• **What the task asks**: Show me every line in the listing that has the word "demand".

========

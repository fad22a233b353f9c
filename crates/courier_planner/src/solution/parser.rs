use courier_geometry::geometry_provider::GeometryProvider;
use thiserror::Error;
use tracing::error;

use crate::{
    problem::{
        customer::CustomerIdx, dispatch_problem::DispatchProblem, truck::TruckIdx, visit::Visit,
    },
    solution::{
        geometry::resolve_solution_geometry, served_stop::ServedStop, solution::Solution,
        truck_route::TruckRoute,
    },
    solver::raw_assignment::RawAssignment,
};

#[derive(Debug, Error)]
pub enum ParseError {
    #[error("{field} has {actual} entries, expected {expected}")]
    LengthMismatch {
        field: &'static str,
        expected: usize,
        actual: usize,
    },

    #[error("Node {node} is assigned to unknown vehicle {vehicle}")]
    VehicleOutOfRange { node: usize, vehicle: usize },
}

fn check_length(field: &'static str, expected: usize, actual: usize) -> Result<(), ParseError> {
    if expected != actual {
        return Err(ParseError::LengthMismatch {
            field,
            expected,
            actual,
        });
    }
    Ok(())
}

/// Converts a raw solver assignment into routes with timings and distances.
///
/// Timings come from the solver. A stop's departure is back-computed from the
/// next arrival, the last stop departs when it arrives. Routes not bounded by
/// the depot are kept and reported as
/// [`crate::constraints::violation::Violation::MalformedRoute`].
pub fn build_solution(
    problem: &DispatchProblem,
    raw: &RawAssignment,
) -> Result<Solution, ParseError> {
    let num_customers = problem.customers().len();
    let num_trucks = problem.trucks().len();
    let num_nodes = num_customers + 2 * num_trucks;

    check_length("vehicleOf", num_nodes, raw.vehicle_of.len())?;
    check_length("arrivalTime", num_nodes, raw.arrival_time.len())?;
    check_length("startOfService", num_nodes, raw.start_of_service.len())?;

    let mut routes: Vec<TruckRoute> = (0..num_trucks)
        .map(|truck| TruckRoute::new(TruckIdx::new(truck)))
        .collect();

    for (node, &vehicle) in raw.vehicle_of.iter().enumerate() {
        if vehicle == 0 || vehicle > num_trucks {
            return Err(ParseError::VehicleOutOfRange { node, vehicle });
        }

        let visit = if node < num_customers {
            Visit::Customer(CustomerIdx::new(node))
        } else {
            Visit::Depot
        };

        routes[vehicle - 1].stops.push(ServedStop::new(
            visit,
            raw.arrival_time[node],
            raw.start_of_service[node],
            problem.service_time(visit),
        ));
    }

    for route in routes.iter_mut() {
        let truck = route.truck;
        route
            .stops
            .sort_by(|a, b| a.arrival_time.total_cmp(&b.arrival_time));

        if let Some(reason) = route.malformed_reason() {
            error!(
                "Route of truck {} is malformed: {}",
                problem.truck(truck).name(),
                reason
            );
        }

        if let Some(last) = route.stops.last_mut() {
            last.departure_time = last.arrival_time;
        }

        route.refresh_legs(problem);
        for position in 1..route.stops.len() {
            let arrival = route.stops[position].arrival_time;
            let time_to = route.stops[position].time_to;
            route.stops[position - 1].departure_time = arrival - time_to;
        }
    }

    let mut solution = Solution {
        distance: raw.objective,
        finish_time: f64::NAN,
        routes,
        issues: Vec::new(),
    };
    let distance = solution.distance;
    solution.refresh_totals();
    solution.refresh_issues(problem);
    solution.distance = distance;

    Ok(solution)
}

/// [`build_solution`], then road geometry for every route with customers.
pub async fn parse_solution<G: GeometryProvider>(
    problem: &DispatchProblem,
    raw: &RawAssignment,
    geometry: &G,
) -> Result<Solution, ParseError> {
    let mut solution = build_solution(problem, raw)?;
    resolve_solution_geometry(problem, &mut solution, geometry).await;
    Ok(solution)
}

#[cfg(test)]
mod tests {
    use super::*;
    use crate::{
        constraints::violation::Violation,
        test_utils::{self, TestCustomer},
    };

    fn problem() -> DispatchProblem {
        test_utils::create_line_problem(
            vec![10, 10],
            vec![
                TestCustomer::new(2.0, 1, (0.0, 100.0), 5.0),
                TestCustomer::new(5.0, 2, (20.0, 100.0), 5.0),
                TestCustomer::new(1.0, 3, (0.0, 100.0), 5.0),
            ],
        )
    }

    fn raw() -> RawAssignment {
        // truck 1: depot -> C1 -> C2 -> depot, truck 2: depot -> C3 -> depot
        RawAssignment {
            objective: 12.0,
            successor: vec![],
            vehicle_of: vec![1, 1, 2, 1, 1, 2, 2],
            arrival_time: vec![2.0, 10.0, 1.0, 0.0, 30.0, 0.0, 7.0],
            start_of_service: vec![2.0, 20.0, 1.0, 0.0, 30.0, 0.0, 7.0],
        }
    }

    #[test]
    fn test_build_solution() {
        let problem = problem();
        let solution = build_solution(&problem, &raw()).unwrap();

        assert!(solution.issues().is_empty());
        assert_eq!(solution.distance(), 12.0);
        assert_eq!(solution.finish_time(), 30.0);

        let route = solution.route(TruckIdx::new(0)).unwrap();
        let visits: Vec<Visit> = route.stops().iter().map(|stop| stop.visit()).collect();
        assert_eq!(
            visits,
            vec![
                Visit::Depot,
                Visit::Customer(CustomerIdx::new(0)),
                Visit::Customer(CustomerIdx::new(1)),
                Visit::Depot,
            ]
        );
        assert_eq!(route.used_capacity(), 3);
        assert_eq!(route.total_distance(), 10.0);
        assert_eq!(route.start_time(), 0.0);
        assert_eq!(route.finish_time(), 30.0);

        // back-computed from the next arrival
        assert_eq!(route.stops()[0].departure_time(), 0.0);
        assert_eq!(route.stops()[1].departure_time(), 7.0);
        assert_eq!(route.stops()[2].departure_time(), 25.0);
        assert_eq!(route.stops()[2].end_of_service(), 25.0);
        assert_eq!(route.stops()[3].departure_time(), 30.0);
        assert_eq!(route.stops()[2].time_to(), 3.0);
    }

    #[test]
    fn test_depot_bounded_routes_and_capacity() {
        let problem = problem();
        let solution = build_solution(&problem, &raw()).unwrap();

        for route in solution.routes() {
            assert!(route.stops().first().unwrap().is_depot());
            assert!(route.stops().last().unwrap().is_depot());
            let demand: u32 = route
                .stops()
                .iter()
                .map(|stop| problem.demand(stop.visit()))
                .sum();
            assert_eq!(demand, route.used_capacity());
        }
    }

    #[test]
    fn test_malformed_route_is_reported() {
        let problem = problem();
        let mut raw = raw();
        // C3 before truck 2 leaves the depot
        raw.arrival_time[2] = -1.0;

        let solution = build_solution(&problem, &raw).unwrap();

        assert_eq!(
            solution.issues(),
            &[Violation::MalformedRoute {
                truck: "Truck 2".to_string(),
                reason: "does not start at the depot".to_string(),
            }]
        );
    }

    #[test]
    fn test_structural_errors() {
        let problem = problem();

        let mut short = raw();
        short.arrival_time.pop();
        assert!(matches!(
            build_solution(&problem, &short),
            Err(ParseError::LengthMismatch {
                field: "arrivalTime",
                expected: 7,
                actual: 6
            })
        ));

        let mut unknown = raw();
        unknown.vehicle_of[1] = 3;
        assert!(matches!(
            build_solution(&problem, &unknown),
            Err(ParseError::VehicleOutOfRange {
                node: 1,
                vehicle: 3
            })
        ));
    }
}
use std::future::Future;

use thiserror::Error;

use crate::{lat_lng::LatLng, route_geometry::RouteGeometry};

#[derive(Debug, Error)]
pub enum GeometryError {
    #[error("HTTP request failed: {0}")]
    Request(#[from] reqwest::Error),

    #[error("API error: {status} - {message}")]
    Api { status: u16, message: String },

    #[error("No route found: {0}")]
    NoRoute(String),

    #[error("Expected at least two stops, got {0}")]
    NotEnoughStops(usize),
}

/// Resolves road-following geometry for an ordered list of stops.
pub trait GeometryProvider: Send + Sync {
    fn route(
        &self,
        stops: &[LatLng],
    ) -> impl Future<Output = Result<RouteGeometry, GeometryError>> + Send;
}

========

• **Written response**:
            let demand: u32 = route
                .map(|stop| problem.demand(stop.visit()))
            assert_eq!(demand, route.used_capacity());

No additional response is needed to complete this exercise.